# [THE TASK]
Word for word, please restate the lines from the beginning of the data through the line in which "#[derive(Debug, Clone, PartialEq, Eq)]" appears.

(Dataset excerpts)
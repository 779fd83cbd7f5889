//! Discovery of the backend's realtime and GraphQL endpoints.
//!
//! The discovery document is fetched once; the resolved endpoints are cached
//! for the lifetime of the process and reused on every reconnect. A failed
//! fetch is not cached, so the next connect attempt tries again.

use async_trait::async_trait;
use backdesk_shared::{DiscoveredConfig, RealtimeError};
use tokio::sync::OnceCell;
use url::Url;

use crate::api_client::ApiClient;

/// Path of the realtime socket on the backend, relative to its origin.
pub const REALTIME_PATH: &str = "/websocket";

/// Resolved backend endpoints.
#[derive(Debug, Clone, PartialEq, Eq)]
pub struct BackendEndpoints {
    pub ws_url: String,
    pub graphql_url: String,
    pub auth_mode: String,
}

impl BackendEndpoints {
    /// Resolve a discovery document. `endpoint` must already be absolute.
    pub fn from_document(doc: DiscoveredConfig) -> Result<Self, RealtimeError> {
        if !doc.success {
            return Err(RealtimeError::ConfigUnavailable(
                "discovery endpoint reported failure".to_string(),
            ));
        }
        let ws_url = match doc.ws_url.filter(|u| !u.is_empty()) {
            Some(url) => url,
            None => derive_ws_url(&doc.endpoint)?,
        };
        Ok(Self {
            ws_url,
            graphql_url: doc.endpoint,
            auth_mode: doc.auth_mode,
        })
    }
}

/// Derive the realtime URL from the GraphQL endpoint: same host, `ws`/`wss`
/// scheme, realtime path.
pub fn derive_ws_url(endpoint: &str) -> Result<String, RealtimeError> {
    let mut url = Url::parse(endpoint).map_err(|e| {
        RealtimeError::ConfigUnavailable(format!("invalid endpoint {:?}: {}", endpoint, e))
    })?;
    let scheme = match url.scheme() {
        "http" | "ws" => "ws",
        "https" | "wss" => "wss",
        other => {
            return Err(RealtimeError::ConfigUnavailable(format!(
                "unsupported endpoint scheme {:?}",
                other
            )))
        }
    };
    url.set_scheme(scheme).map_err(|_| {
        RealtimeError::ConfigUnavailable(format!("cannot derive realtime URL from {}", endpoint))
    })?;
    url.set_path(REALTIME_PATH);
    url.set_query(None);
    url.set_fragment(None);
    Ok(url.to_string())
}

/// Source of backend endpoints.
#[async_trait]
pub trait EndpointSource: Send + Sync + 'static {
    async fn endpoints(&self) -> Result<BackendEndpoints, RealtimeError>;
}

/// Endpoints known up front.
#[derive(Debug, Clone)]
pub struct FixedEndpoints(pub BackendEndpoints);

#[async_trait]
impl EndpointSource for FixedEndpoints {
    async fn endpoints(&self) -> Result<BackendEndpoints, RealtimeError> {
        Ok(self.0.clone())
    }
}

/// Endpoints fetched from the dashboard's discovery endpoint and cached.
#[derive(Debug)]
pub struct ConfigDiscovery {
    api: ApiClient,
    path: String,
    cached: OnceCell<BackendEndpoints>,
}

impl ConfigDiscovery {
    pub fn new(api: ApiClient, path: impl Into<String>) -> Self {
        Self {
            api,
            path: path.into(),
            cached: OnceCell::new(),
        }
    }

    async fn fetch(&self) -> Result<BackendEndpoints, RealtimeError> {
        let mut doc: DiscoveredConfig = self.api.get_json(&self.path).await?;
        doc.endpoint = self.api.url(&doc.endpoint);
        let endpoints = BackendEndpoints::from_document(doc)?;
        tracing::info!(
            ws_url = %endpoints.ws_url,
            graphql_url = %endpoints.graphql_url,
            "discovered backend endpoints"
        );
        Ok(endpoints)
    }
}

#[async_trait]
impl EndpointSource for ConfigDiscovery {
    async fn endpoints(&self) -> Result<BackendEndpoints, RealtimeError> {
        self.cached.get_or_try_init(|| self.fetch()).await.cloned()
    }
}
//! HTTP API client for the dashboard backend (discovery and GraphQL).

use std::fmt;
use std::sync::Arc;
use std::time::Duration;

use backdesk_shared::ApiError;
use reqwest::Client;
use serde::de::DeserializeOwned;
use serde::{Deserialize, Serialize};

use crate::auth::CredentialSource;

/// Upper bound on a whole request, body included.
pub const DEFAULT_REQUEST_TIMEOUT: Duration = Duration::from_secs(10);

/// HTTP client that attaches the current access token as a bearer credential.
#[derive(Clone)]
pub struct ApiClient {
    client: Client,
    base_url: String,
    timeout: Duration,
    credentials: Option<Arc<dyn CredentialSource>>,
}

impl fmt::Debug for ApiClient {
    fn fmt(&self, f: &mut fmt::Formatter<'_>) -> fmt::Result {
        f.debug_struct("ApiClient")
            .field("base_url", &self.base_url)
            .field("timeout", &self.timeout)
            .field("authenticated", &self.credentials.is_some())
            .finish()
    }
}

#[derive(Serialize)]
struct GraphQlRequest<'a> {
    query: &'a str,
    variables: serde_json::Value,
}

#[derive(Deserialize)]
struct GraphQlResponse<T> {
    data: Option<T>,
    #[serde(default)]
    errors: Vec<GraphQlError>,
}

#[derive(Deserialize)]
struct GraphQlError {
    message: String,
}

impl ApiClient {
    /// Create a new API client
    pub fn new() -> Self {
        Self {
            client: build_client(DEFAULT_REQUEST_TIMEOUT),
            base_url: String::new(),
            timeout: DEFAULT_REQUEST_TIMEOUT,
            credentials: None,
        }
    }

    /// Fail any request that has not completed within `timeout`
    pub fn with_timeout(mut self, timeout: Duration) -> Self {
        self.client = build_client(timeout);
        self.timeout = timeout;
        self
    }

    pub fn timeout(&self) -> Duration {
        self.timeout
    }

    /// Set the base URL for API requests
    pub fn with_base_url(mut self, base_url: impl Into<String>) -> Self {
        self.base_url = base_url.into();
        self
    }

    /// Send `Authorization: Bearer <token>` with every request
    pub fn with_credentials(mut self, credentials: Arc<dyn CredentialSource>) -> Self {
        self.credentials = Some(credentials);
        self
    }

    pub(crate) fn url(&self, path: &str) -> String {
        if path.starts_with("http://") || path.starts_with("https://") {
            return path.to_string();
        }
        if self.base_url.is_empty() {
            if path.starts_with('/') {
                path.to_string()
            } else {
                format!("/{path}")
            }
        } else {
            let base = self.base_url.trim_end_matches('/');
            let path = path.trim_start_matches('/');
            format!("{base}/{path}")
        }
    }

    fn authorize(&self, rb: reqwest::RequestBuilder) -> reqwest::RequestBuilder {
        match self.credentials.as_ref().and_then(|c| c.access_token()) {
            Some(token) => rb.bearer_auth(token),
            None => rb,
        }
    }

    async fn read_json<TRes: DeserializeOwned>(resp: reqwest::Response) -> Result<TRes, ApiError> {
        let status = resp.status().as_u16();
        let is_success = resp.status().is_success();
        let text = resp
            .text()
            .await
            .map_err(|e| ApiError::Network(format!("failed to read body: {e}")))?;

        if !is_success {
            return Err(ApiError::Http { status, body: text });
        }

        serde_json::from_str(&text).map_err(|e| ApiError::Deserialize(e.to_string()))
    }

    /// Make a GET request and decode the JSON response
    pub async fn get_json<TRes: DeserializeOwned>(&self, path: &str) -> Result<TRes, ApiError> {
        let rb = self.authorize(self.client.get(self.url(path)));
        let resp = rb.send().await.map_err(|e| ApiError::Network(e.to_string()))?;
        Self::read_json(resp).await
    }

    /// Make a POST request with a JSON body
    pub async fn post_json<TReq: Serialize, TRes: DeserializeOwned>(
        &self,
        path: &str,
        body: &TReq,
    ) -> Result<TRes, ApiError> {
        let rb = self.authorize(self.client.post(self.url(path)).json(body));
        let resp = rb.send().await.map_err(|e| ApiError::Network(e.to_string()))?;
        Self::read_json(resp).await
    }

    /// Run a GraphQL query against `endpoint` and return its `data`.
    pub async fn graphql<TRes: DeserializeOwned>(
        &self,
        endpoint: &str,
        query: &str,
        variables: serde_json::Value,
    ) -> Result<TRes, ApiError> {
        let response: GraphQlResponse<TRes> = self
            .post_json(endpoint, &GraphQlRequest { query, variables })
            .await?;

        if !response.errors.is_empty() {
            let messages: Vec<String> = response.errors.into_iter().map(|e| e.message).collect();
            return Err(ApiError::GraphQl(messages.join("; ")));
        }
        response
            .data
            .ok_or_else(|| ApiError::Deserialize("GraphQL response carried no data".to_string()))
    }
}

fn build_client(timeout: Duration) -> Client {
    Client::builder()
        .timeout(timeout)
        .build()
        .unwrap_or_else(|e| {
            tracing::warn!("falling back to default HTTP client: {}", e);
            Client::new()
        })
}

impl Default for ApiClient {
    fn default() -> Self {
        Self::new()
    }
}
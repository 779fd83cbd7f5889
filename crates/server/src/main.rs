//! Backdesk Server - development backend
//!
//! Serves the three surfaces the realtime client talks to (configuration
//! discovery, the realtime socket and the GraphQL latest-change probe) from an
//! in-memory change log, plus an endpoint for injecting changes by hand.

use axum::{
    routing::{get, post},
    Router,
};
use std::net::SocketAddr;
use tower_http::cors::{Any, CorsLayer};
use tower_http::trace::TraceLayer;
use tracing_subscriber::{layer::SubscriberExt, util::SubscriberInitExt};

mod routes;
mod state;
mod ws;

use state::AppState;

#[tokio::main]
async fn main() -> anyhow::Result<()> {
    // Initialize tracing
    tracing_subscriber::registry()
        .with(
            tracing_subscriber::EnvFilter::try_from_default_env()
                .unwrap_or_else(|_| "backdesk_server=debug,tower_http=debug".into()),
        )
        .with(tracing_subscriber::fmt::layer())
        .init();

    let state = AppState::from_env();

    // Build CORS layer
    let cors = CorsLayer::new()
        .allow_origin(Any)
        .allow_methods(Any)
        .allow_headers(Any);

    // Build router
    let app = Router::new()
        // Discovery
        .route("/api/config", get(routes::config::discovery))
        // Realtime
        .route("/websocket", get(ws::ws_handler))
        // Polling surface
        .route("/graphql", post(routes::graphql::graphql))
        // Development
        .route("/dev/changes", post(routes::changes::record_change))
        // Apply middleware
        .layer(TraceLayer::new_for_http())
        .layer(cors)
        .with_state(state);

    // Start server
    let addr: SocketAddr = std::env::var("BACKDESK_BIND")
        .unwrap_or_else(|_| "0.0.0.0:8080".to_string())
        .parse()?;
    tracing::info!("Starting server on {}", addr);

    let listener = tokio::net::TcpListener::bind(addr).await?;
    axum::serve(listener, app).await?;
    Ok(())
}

# [EXPECTED OUTPUT]
repository 779fd83cbd7f5889
//! Discovery of the backend's realtime and GraphQL endpoints.
//!
//! The discovery document is fetched once; the resolved endpoints are cached
//! for the lifetime of the process and reused on every reconnect. A failed
//! fetch is not cached, so the next connect attempt tries again.

use async_trait::async_trait;
use backdesk_shared::{DiscoveredConfig, RealtimeError};
use tokio::sync::OnceCell;
use url::Url;

use crate::api_client::ApiClient;

/// Path of the realtime socket on the backend, relative to its origin.
pub const REALTIME_PATH: &str = "/websocket";

/// Resolved backend endpoints.
#[derive(Debug, Clone, PartialEq, Eq)]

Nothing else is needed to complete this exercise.